Nervioso, ajeno a las carreras, abajo, en la calle, de los últimos coches, a las prisas de los que no llegaban a cenar, siguió ordenando detrás otros caminos, un poblado de cañas entre la maleza, un jabalí verrugoso que de pronto cruza el sendero, dos menudos dik-dik, una de hipopótamos traspapelada que le obligó a volver atrás y rehacerlo todo antes de atreverse con el tumulto de fotos casi iguales del anillo rosa —un millón de flamencos ahora en silencio— que circundaba aquel otro lago entre graznidos, un griterío con olor a sal que los acompañó toda la noche, mientras se abrazaban en la cama con mosquitero del bungalow. Y las primeras jirafas y antílopes, y cebras que pacen a los costados de otro largo camino, esta vez de polvo y chozas de arcilla, que en cuatro fotos se puebla de guerreros massai de dientes arrancados, de sus vacas, de sus lanzas, de sus telas rojas y sus mujeres cargadas de abalorios —ella entre ellas, comprando pulseras— que dan paso, por fin, a las grandes manadas, los ñus, las gacelas, los elefantes, y los leones, qué emoción, cachorros que parecen gatos, madres feroces, orgullosos machos de melena negra, la sabana infinita en la que acamparon con lujo y luz de quinqué.

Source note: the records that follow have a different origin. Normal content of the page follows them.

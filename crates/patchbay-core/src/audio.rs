//! Audio capability hooks.
//!
//! AUDIO values are backend node handles that must be mixed, not replaced, so
//! bindings into AUDIO inputs hand each push to the target module instead of
//! overwriting the input cell. A module opts in by implementing
//! [`AudioCapable`] and returning itself from
//! [`Module::as_audio()`](crate::Module::as_audio). Modules that don't get the
//! fallback: last write wins on the input cell.

use crate::binding::SourceRef;
use crate::value::AudioHandle;

/// Hooks for modules that mix or process AUDIO inputs.
pub trait AudioCapable {
    /// Called for every non-empty handle pushed by a producer bound to `port`.
    ///
    /// Implementations usually write the handle into the input cell (so UI
    /// readers see it) and connect it to their backend.
    fn handle_audio_input(&self, port: &str, handle: &AudioHandle, source: &SourceRef);

    /// Called when the binding from `source` into `port` is removed.
    fn handle_audio_disconnect(&self, _port: &str, _source: &SourceRef) {}

    /// Whether the module currently forwards audio to its backend.
    fn is_enabled(&self) -> bool {
        true
    }

    /// Enables or disables forwarding to the backend.
    fn set_enabled(&self, _enabled: bool) {}
}
//! Values carried by parameters and ports.
//!
//! Parameters hold a [`ParamValue`]; ports hold a [`PortValue`]. Audio ports
//! carry an [`AudioHandle`], an opaque reference to a backend node that the
//! graph forwards and mixes through module hooks but never inspects.

use std::any::Any;
use std::fmt;
use std::rc::Rc;

use crate::port::PortType;

/// Current value of a parameter.
///
/// LIST parameters store the selected option as [`ParamValue::Text`].
#[derive(Debug, Clone, PartialEq)]
pub enum ParamValue {
    /// Numeric value (NUMBER parameters).
    Number(f64),
    /// Boolean value (BOOLEAN parameters).
    Bool(bool),
    /// Text value (LIST and STRING parameters).
    Text(String),
}

impl ParamValue {
    /// Returns the number, if this is a `Number`.
    pub fn as_number(&self) -> Option<f64> {
        match self {
            Self::Number(n) => Some(*n),
            _ => None,
        }
    }

    /// Returns the flag, if this is a `Bool`.
    pub fn as_bool(&self) -> Option<bool> {
        match self {
            Self::Bool(b) => Some(*b),
            _ => None,
        }
    }

    /// Returns the text, if this is a `Text`.
    pub fn as_str(&self) -> Option<&str> {
        match self {
            Self::Text(s) => Some(s),
            _ => None,
        }
    }

    /// Short name of the variant, used in log and error messages.
    pub fn kind(&self) -> &'static str {
        match self {
            Self::Number(_) => "number",
            Self::Bool(_) => "boolean",
            Self::Text(_) => "string",
        }
    }
}

impl fmt::Display for ParamValue {
    fn fmt(&self, f: &mut fmt::Formatter<'_>) -> fmt::Result {
        match self {
            Self::Number(n) => write!(f, "{n}"),
            Self::Bool(b) => write!(f, "{b}"),
            Self::Text(s) => write!(f, "{s}"),
        }
    }
}

impl From<f64> for ParamValue {
    fn from(value: f64) -> Self {
        Self::Number(value)
    }
}

impl From<f32> for ParamValue {
    fn from(value: f32) -> Self {
        Self::Number(value as f64)
    }
}

impl From<i32> for ParamValue {
    fn from(value: i32) -> Self {
        Self::Number(value as f64)
    }
}

impl From<bool> for ParamValue {
    fn from(value: bool) -> Self {
        Self::Bool(value)
    }
}

impl From<&str> for ParamValue {
    fn from(value: &str) -> Self {
        Self::Text(value.to_string())
    }
}

impl From<String> for ParamValue {
    fn from(value: String) -> Self {
        Self::Text(value)
    }
}

/// Opaque, reference-counted handle to an audio backend node.
///
/// Equality is identity: two handles are equal when they point at the same
/// node.
#[derive(Clone)]
pub struct AudioHandle(Rc<dyn Any>);

impl AudioHandle {
    /// Wraps a backend node.
    pub fn new<N: Any>(node: N) -> Self {
        Self(Rc::new(node))
    }

    /// Borrows the node as `N`, if that is its concrete type.
    pub fn downcast_ref<N: Any>(&self) -> Option<&N> {
        self.0.downcast_ref::<N>()
    }

    /// Returns `true` when both handles refer to the same node.
    pub fn ptr_eq(&self, other: &Self) -> bool {
        Rc::ptr_eq(&self.0, &other.0)
    }
}

impl PartialEq for AudioHandle {
    fn eq(&self, other: &Self) -> bool {
        self.ptr_eq(other)
    }
}

impl fmt::Debug for AudioHandle {
    fn fmt(&self, f: &mut fmt::Formatter<'_>) -> fmt::Result {
        write!(f, "AudioHandle({:p})", Rc::as_ptr(&self.0).cast::<()>())
    }
}

/// Current value of a port.
#[derive(Debug, Clone, PartialEq)]
pub enum PortValue {
    /// Scalar control value.
    Number(f64),
    /// Audio node handle; `None` is the empty handle.
    Audio(Option<AudioHandle>),
    /// Ordered collection, possibly aggregated from several producers.
    Array(Vec<f64>),
}

impl PortValue {
    /// The value a port of `port_type` holds when nothing drives it.
    pub fn neutral(port_type: PortType) -> Self {
        match port_type {
            PortType::Number => Self::Number(0.0),
            PortType::Audio => Self::Audio(None),
            PortType::Array => Self::Array(Vec::new()),
        }
    }

    /// The port type this value belongs to.
    pub fn port_type(&self) -> PortType {
        match self {
            Self::Number(_) => PortType::Number,
            Self::Audio(_) => PortType::Audio,
            Self::Array(_) => PortType::Array,
        }
    }

    /// Returns the number, if this is a `Number`.
    pub fn as_number(&self) -> Option<f64> {
        match self {
            Self::Number(n) => Some(*n),
            _ => None,
        }
    }

    /// Returns the handle, if this is a non-empty `Audio`.
    pub fn as_audio(&self) -> Option<&AudioHandle> {
        match self {
            Self::Audio(handle) => handle.as_ref(),
            _ => None,
        }
    }

    /// Returns the elements, if this is an `Array`.
    pub fn as_array(&self) -> Option<&[f64]> {
        match self {
            Self::Array(items) => Some(items),
            _ => None,
        }
    }
}

impl From<f64> for PortValue {
    fn from(value: f64) -> Self {
        Self::Number(value)
    }
}

impl From<Vec<f64>> for PortValue {
    fn from(value: Vec<f64>) -> Self {
        Self::Array(value)
    }
}

impl From<AudioHandle> for PortValue {
    fn from(value: AudioHandle) -> Self {
        Self::Audio(Some(value))
    }
}
//! Demo patch command.
//!
//! Wires a control chain, an array merge and an audio path through the
//! built-in modules, then walks a few values through it and tears it down.

use std::cell::Cell;
use std::rc::Rc;

use anyhow::Context;
use clap::Args;
use patchbay_config::EngineConfig;
use patchbay_core::{
    AudioHandle, BasicModule, Module, ModuleCore, ModuleRef, PortType, PortValue, into_ref,
};
use patchbay_registry::Rack;

#[derive(Args)]
pub struct DemoArgs {
    /// Control values to sweep through the selector (0 to 1)
    #[arg(long, value_delimiter = ',', default_values_t = vec![0.0, 0.4, 1.0])]
    cv: Vec<f64>,

    /// Number of audio handles sent to the probe before its backend is ready
    #[arg(long, default_value = "2")]
    early_audio: usize,
}

pub fn run(config: &EngineConfig, args: DemoArgs) -> anyhow::Result<()> {
    let mut rack = config.rack();
    build(&mut rack)?;

    let ready = Rc::new(Cell::new(false));
    let flag = Rc::clone(&ready);
    rack.when_ready(move || {
        tracing::info!("all modules ready");
        flag.set(true);
    });

    println!("Control chain: cv.out -> wave.cv, wave.out -> gate.gate");
    println!();
    for value in &args.cv {
        module(&rack, "cv")?.core().update_parameter("value", *value);
        let choice = module(&rack, "wave")?
            .core()
            .get_parameter_value("choice")
            .map(|v| v.to_string())
            .unwrap_or_default();
        println!(
            "  cv = {value:<5}  wave = {choice:<9}  gate = {}",
            show(&output(&rack, "gate", "out")?)
        );
    }

    println!();
    println!("Array merge: steps_b.out, steps_a.out -> merge.items");
    println!();
    println!(
        "  merge.out = {}  merge.count = {}",
        show(&output(&rack, "merge", "out")?),
        show(&output(&rack, "merge", "count")?)
    );
    rack.disconnect("steps_a", "out", "merge", "items")?;
    println!(
        "  after removing steps_a: merge.out = {}",
        show(&output(&rack, "merge", "out")?)
    );

    println!();
    println!("Audio path: osc.out -> probe.in");
    println!();
    let osc = module(&rack, "osc")?;
    for n in 0..args.early_audio {
        osc.core().set_output("out", AudioHandle::new(n));
    }
    println!(
        "  before setup: probe.received = {}  ready = {}",
        show(&output(&rack, "probe", "received")?),
        ready.get()
    );
    let completed = rack.complete_all_setup();
    println!(
        "  after setup ({completed} completed): probe.received = {}  ready = {}",
        show(&output(&rack, "probe", "received")?),
        ready.get()
    );
    osc.core().set_output("out", AudioHandle::new(args.early_audio));
    println!(
        "  live: probe.received = {}",
        show(&output(&rack, "probe", "received")?)
    );

    println!();
    rack.remove("cv")?;
    let wave_cv = module(&rack, "wave")?
        .core()
        .input("cv")
        .map(|p| p.value())
        .ok_or_else(|| anyhow::anyhow!("no input wave.cv"))?;
    println!("Removed cv: wave.cv = {}", show(&wave_cv));

    let count = rack.len();
    rack.clear();
    println!("Cleared {count} modules.");
    Ok(())
}

fn build(rack: &mut Rack) -> anyhow::Result<()> {
    rack.add("constant", "cv", "CV").context("adding cv")?;
    rack.add("selector", "wave", "Wave").context("adding wave")?;
    rack.add("toggle", "gate", "Gate").context("adding gate")?;
    rack.add("collect", "merge", "Merge").context("adding merge")?;
    rack.add("probe", "probe", "Probe").context("adding probe")?;

    for (id, steps) in [("steps_b", vec![3.0, 4.0]), ("steps_a", vec![1.0, 2.0])] {
        let source = into_ref(BasicModule::new(
            ModuleCore::new(id, "steps", id).with_output("out", PortType::Array),
        ));
        source.core().set_output("out", steps);
        rack.insert(source)?;
    }
    rack.insert(into_ref(BasicModule::new(
        ModuleCore::new("osc", "osc", "Osc").with_output("out", PortType::Audio),
    )))?;

    rack.connect("cv", "out", "wave", "cv")?;
    rack.connect("wave", "out", "gate", "gate")?;
    rack.connect("steps_b", "out", "merge", "items")?;
    rack.connect("steps_a", "out", "merge", "items")?;
    rack.connect("osc", "out", "probe", "in")?;
    Ok(())
}

fn module<'a>(rack: &'a Rack, id: &str) -> anyhow::Result<&'a ModuleRef> {
    rack.get(id)
        .ok_or_else(|| anyhow::anyhow!("module not in rack: {}", id))
}

fn output(rack: &Rack, id: &str, port: &str) -> anyhow::Result<PortValue> {
    module(rack, id)?
        .core()
        .output(port)
        .map(|p| p.value())
        .ok_or_else(|| anyhow::anyhow!("no output {}.{}", id, port))
}

fn show(value: &PortValue) -> String {
    match value {
        PortValue::Number(n) => n.to_string(),
        PortValue::Array(items) => format!("{items:?}"),
        PortValue::Audio(Some(_)) => "<audio>".to_string(),
        PortValue::Audio(None) => "<silent>".to_string(),
    }
}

La noche —el escape de una moto, la canción ronca de un trasnochador en la distancia— enmudecía al otro lado del balcón cuando, detrás un tropel de animales sin importancia —avestruces, un chacal, el guepardo dormido entre la hierba— colocó la cara de ella, con sombrero verde y gafas de cuadros, recortada contra aquel amanecer que los llevó hasta el rino, porque a esas alturas lo único que importaba era el rino y le tiraron más de un carrete —rinoceronte de lejos, rinoceronte de cerca— a sus cuernos y sus blindajes, a su ojo arcaico que no le perdió de vista hasta que, ya casi acabando, empezaron a pasar por sus manos las olas y las palmeras, las fotos de la playa, qué pocas, ya sin mucho interés, la playa con lluvia, unas ruinas tristes y mohosas, cocos, serpientes en jaulas, canoas, monos en el jardín.

Para el final guardó una foto juntos, en el último hotel. La había sacado contra el espejo y su cara estaba casi oculta por la cámara. Ella aparecía delante, pequeña, desenfocada.

Durante un rato siguió pasando páginas, las que había llenado y, con pulso inquieto, las fundas vacías que ya no iba a llenar. Después cerró el álbum y, al hacerlo, descubrió que lo había llenado al revés.
Pero ya no lo tocó.

Lo dejó sobre la mesa, cerrado, negro sobre el mármol negro.

Y se internó en el silencio oscuro de la casa.